### Task prompt:
Give every line of the records exactly, please, from the first up to and including the one containing "once, never mutated.".

(Stored items)

..........

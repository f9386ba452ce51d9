use std::sync::LazyLock;

use regex::Regex;
use serde::Serialize;

/// Clinical concepts detectable in free-text notes and file names.
#[derive(Debug, Clone, Copy, PartialEq, Eq, Hash)]
pub enum Concept {
    Tuberculosis,
    Pneumonia,
    Asthma,
    Cancer,
    Biopsy,
    HeartProblem,
    Fever,
    Cough,
    Pain,
    Urgent,
    FollowUp,
}

/// A compiled concept detector.
struct ConceptPattern {
    regex: Regex,
    concept: Concept,
}

static CONCEPT_PATTERNS: LazyLock<Vec<ConceptPattern>> = LazyLock::new(|| {
    vec![
        // Respiratory
        pattern(r"(?i)(?-u:\b)(?:tb|tuberculosis|tubercular|mycobacterium)(?-u:\b)", Concept::Tuberculosis),
        pattern(r"(?i)(?-u:\b)(?:pneumonia|lung infection|chest infection)(?-u:\b)", Concept::Pneumonia),
        pattern(r"(?i)(?-u:\b)(?:asthma|bronchial|wheezing)(?-u:\b)", Concept::Asthma),
        // Oncology
        pattern(
            r"(?i)(?-u:\b)(?:cancer|tumor|tumour|malignant|oncology|carcinoma|adenocarcinoma|lymphoma|leukemia)(?-u:\b)",
            Concept::Cancer,
        ),
        pattern(r"(?i)(?-u:\b)(?:biopsy|tissue sample|histology)(?-u:\b)", Concept::Biopsy),
        // Cardiac
        pattern(r"(?i)(?-u:\b)(?:heart|cardiac|chest pain|angina|myocardial)(?-u:\b)", Concept::HeartProblem),
        // Symptom severity
        pattern(r"(?i)(?-u:\b)(?:fever|temperature|pyrexia)(?-u:\b)", Concept::Fever),
        pattern(r"(?i)(?-u:\b)(?:cough|coughing|sputum)(?-u:\b)", Concept::Cough),
        pattern(r"(?i)(?-u:\b)(?:pain|ache|discomfort)(?-u:\b)", Concept::Pain),
        // Urgency wording
        pattern(r"(?i)(?-u:\b)(?:urgent|emergency|immediate|critical|severe)(?-u:\b)", Concept::Urgent),
        pattern(r"(?i)(?-u:\b)(?:follow.?up|routine|check.?up)(?-u:\b)", Concept::FollowUp),
    ]
});

/// Word boundaries are ASCII-only (`(?-u:\b)`): accented letters next to a
/// keyword do not suppress the match.
fn pattern(regex_str: &str, concept: Concept) -> ConceptPattern {
    ConceptPattern {
        regex: Regex::new(regex_str).expect("Invalid concept regex pattern"),
        concept,
    }
}

/// Concept flags for one request. Computed once, never mutated.
#[derive(Debug, Clone, Copy, Default, PartialEq, Eq, Serialize)]
pub struct ContextFlags {
    pub tuberculosis: bool,
    pub pneumonia: bool,
    pub asthma: bool,
    pub cancer: bool,
    pub biopsy: bool,
    pub heart_problem: bool,
    pub fever: bool,
    pub cough: bool,
    pub pain: bool,
    pub urgent: bool,
    pub follow_up: bool,
    pub has_multiple_files: bool,
}

impl ContextFlags {
    pub fn has(&self, concept: Concept) -> bool {
        match concept {
            Concept::Tuberculosis => self.tuberculosis,
            Concept::Pneumonia => self.pneumonia,
            Concept::Asthma => self.asthma,
            Concept::Cancer => self.cancer,
            Concept::Biopsy => self.biopsy,
            Concept::HeartProblem => self.heart_problem,
            Concept::Fever => self.fever,
            Concept::Cough => self.cough,
            Concept::Pain => self.pain,
            Concept::Urgent => self.urgent,
            Concept::FollowUp => self.follow_up,
        }
    }

    fn set(&mut self, concept: Concept) {
        let slot = match concept {
            Concept::Tuberculosis => &mut self.tuberculosis,
            Concept::Pneumonia => &mut self.pneumonia,
            Concept::Asthma => &mut self.asthma,
            Concept::Cancer => &mut self.cancer,
            Concept::Biopsy => &mut self.biopsy,
            Concept::HeartProblem => &mut self.heart_problem,
            Concept::Fever => &mut self.fever,
            Concept::Cough => &mut self.cough,
            Concept::Pain => &mut self.pain,
            Concept::Urgent => &mut self.urgent,
            Concept::FollowUp => &mut self.follow_up,
        };
        *slot = true;
    }
}

/// Build the lower-cased search buffer: notes, then file names.
fn search_buffer<S: AsRef<str>>(notes: &str, file_names: &[S]) -> String {
    let names = file_names
        .iter()
        .map(|n| n.as_ref().to_lowercase())
        .collect::<Vec<_>>()
        .join(" ");
    format!("{} {}", notes.to_lowercase(), names)
}

/// Detect clinical concepts in notes and file names.
pub fn extract_context<S: AsRef<str>>(notes: &str, file_names: &[S]) -> ContextFlags {
    let buffer = search_buffer(notes, file_names);
    let mut flags = ContextFlags {
        has_multiple_files: file_names.len() > 1,
        ..ContextFlags::default()
    };

    for cp in CONCEPT_PATTERNS.iter() {
        if cp.regex.is_match(&buffer) {
            flags.set(cp.concept);
        }
    }

    flags
}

..........

### Task result:
repository f9386ba452ce51d9
use std::sync::LazyLock;

use regex::Regex;
use serde::Serialize;

/// Clinical concepts detectable in free-text notes and file names.
#[derive(Debug, Clone, Copy, PartialEq, Eq, Hash)]
pub enum Concept {
    Tuberculosis,
    Pneumonia,
    Asthma,
    Cancer,
    Biopsy,
    HeartProblem,
    Fever,
    Cough,
    Pain,
    Urgent,
    FollowUp,
}

/// A compiled concept detector.
struct ConceptPattern {
    regex: Regex,
    concept: Concept,
}

static CONCEPT_PATTERNS: LazyLock<Vec<ConceptPattern>> = LazyLock::new(|| {
    vec![
        // Respiratory
        pattern(r"(?i)(?-u:\b)(?:tb|tuberculosis|tubercular|mycobacterium)(?-u:\b)", Concept::Tuberculosis),
        pattern(r"(?i)(?-u:\b)(?:pneumonia|lung infection|chest infection)(?-u:\b)", Concept::Pneumonia),
        pattern(r"(?i)(?-u:\b)(?:asthma|bronchial|wheezing)(?-u:\b)", Concept::Asthma),
        // Oncology
        pattern(
            r"(?i)(?-u:\b)(?:cancer|tumor|tumour|malignant|oncology|carcinoma|adenocarcinoma|lymphoma|leukemia)(?-u:\b)",
            Concept::Cancer,
        ),
        pattern(r"(?i)(?-u:\b)(?:biopsy|tissue sample|histology)(?-u:\b)", Concept::Biopsy),
        // Cardiac
        pattern(r"(?i)(?-u:\b)(?:heart|cardiac|chest pain|angina|myocardial)(?-u:\b)", Concept::HeartProblem),
        // Symptom severity
        pattern(r"(?i)(?-u:\b)(?:fever|temperature|pyrexia)(?-u:\b)", Concept::Fever),
        pattern(r"(?i)(?-u:\b)(?:cough|coughing|sputum)(?-u:\b)", Concept::Cough),
        pattern(r"(?i)(?-u:\b)(?:pain|ache|discomfort)(?-u:\b)", Concept::Pain),
        // Urgency wording
        pattern(r"(?i)(?-u:\b)(?:urgent|emergency|immediate|critical|severe)(?-u:\b)", Concept::Urgent),
        pattern(r"(?i)(?-u:\b)(?:follow.?up|routine|check.?up)(?-u:\b)", Concept::FollowUp),
    ]
});

/// Word boundaries are ASCII-only (`(?-u:\b)`): accented letters next to a
/// keyword do not suppress the match.
fn pattern(regex_str: &str, concept: Concept) -> ConceptPattern {
    ConceptPattern {
        regex: Regex::new(regex_str).expect("Invalid concept regex pattern"),
        concept,
    }
}

/// Concept flags for one request. Computed once, never mutated.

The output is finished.